Work item:
Every line of the records that holds the word "DatabaseConnection" should be copied.

Saved data entries
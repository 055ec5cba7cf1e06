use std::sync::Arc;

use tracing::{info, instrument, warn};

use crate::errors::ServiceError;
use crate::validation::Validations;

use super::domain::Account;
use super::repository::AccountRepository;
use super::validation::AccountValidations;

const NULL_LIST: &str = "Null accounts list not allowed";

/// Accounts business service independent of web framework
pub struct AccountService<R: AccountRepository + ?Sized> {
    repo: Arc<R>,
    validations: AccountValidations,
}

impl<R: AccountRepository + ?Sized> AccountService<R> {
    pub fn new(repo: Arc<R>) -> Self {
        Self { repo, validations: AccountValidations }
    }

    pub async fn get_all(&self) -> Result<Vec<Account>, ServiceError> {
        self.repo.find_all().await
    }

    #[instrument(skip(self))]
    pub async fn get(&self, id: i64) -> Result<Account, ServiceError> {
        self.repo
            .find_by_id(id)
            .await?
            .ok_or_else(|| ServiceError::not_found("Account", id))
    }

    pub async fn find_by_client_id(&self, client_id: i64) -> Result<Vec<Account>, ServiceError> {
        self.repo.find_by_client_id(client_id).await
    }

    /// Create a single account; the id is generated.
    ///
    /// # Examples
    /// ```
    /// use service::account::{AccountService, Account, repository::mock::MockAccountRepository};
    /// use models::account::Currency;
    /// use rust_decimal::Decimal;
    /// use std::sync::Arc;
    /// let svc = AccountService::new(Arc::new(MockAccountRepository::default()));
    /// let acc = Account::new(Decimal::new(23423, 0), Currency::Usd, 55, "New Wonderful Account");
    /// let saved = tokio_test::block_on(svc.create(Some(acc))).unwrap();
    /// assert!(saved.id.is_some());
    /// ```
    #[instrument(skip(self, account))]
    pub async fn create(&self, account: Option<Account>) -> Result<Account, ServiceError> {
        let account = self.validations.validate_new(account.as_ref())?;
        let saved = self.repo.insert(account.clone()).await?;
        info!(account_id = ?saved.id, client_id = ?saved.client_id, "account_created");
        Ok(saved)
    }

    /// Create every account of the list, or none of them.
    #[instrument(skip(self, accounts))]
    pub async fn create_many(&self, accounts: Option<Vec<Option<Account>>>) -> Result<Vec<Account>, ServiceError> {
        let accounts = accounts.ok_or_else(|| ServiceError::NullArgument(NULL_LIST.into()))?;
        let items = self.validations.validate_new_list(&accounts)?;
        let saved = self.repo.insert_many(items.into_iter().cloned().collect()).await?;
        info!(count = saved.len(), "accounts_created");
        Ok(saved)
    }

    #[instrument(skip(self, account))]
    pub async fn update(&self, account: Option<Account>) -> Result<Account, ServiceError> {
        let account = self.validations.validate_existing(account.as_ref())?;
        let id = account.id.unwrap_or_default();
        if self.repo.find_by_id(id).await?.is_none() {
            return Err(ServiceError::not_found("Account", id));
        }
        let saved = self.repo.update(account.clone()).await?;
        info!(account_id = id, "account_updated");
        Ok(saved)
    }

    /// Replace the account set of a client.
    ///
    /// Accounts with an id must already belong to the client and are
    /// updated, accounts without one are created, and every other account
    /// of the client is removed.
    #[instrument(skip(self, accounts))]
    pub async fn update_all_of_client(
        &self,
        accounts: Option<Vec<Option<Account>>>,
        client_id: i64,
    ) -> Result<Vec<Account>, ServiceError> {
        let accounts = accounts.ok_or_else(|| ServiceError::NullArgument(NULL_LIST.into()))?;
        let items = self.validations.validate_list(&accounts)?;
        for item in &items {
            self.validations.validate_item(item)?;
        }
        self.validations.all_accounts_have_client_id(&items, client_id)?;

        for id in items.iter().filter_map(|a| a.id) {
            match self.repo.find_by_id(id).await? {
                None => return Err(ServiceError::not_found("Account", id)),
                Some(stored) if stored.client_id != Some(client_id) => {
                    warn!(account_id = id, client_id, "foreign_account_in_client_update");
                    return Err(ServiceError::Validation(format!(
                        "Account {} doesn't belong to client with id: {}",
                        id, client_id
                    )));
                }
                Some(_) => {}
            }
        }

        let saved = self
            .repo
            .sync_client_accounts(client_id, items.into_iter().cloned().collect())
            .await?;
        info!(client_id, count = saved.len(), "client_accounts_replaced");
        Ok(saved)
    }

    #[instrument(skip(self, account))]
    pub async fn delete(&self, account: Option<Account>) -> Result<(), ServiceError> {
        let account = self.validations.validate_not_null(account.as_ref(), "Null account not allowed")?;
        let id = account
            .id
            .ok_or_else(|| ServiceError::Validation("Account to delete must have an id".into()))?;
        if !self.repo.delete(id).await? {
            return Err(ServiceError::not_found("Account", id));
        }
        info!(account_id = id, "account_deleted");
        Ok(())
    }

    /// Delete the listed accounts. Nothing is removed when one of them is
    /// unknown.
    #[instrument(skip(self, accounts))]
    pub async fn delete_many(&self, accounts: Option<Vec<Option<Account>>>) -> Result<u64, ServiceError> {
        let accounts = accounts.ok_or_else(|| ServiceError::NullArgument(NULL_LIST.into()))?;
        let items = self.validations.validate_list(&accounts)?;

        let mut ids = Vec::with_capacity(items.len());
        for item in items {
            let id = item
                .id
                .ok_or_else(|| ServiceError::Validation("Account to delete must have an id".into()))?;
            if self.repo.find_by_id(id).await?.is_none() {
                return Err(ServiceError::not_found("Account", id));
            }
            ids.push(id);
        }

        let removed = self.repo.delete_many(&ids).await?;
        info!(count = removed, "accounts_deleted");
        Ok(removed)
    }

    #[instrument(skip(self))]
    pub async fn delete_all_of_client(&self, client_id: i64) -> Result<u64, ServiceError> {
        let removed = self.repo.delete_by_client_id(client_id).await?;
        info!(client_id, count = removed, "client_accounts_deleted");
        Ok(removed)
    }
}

--

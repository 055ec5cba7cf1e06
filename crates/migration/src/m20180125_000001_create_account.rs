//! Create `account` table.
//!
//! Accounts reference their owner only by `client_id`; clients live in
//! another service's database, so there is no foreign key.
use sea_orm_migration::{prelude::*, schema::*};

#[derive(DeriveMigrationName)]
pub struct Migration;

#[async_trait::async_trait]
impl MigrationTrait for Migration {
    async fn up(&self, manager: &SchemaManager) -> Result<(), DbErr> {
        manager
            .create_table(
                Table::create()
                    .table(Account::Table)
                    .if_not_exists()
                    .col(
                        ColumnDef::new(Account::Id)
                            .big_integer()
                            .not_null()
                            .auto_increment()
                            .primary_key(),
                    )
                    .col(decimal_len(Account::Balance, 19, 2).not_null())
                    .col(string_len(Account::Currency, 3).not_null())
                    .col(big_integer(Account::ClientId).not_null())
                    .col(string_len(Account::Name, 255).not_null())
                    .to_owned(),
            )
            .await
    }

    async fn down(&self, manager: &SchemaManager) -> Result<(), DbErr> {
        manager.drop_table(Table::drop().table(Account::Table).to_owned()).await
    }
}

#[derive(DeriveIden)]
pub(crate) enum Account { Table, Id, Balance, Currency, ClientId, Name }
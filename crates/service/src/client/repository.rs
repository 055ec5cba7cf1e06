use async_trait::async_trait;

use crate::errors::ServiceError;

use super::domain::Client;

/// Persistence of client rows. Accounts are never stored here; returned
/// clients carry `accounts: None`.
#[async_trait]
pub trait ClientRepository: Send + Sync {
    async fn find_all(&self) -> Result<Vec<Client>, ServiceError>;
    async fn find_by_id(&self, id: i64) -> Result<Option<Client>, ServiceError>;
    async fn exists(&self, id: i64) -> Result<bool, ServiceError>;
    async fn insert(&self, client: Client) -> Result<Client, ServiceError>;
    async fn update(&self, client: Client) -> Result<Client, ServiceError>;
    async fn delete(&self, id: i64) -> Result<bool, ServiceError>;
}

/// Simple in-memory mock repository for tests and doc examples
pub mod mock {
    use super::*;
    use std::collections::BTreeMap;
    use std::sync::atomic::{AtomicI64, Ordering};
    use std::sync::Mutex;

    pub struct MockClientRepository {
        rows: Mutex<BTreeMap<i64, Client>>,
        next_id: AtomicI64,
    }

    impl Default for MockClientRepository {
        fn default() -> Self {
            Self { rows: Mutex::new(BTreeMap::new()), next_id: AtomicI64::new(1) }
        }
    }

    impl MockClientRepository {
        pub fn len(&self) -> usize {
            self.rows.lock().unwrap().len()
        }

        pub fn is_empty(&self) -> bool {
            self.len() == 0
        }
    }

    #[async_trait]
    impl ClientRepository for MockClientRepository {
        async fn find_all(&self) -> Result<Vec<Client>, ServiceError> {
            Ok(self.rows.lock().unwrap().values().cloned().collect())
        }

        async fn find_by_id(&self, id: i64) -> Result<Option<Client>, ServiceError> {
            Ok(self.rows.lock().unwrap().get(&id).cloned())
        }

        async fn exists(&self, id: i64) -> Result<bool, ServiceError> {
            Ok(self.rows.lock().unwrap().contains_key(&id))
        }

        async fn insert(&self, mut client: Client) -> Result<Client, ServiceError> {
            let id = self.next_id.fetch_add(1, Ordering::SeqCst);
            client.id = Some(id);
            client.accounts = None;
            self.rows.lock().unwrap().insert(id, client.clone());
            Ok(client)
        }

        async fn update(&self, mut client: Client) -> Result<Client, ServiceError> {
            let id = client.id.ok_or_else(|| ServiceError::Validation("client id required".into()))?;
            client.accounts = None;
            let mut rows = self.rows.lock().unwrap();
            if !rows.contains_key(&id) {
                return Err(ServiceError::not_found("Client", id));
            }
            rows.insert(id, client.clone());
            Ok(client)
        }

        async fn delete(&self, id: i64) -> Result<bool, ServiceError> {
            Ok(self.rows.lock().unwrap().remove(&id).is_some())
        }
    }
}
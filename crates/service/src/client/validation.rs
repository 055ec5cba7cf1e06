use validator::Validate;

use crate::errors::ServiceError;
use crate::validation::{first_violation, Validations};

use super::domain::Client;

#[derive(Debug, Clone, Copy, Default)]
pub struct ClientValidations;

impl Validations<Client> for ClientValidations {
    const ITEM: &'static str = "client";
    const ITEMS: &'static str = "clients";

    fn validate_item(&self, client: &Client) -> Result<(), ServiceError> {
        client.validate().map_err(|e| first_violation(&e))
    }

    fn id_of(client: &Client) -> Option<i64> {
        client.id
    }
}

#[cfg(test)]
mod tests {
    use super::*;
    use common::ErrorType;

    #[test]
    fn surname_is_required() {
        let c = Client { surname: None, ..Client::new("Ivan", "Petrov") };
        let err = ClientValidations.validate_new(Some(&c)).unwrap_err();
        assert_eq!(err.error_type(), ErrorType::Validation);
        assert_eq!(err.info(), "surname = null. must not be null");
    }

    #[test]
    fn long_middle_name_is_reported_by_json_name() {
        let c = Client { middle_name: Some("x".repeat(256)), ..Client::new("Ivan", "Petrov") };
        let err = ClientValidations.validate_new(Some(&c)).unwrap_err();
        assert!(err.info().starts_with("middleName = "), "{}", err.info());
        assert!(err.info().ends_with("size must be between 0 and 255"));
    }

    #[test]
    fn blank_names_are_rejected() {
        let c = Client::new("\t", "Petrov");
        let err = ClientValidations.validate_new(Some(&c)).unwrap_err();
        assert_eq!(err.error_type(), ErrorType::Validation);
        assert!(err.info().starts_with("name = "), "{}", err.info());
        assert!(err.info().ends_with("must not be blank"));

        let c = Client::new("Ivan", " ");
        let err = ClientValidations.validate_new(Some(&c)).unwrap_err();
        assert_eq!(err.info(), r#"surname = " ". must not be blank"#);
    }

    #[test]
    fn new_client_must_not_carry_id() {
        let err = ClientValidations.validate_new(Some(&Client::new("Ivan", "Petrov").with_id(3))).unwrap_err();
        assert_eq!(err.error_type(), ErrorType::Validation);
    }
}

---

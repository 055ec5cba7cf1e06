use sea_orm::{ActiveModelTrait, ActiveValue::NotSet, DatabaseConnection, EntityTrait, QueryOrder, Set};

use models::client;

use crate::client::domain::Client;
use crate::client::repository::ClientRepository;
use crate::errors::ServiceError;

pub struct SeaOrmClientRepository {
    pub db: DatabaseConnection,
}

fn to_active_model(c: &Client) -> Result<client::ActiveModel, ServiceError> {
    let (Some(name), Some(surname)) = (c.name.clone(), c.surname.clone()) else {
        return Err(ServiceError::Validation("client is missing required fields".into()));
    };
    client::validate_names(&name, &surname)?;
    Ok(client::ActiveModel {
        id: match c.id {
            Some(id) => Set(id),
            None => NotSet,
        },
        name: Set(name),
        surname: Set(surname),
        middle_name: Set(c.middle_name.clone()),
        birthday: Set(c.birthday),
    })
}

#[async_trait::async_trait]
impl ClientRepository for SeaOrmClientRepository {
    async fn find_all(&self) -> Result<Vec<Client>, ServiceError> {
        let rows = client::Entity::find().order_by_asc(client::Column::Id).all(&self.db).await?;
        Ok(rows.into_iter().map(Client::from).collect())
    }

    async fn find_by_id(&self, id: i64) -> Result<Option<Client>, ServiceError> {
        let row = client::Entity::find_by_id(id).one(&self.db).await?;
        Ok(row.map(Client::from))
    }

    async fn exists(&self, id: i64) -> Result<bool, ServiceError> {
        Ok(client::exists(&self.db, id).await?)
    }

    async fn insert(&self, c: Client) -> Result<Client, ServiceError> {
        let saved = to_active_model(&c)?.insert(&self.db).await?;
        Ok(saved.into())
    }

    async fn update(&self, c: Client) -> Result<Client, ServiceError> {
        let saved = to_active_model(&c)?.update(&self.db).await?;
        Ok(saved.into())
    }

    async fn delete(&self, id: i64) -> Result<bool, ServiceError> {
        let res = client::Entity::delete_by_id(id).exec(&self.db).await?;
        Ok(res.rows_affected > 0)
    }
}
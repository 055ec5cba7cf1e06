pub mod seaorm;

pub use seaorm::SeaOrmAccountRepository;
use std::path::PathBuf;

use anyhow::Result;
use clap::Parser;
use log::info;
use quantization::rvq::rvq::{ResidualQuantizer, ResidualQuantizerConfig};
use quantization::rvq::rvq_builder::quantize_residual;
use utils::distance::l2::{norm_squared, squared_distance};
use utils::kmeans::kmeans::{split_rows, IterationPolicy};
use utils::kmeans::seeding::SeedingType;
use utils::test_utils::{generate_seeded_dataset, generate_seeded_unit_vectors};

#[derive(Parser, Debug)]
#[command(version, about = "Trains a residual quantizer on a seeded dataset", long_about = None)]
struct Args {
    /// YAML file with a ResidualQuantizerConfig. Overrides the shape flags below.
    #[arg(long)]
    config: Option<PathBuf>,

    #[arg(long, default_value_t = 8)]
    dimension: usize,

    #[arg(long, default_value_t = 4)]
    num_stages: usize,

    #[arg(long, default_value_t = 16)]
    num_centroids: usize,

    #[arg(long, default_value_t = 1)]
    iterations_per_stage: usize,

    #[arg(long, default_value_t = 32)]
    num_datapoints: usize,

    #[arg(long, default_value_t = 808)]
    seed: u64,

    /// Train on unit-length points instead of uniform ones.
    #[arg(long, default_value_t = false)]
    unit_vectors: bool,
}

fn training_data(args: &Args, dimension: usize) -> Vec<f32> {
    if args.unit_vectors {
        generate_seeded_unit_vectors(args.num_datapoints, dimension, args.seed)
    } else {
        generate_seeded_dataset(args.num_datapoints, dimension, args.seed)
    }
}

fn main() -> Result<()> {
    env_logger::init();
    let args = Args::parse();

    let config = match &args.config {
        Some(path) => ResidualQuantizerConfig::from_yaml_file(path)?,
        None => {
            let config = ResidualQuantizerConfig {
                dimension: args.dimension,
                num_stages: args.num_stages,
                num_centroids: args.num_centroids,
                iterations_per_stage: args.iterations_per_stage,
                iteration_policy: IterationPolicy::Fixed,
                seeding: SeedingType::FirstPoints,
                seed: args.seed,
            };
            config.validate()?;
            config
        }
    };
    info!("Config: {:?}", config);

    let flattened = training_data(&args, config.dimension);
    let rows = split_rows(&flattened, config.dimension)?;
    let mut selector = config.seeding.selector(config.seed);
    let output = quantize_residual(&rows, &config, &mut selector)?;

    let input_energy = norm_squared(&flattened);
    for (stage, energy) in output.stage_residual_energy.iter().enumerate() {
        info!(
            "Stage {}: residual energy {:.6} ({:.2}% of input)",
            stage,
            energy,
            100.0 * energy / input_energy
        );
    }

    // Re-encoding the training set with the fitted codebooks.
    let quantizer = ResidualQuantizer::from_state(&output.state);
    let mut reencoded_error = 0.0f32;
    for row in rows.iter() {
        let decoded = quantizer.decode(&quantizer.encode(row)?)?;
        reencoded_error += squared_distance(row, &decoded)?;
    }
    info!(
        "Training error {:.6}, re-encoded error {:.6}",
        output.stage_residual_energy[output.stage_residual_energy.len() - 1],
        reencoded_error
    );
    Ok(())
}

Written solution:
use sea_orm::{ActiveModelTrait, ActiveValue::NotSet, DatabaseConnection, EntityTrait, QueryOrder, Set};
    pub db: DatabaseConnection,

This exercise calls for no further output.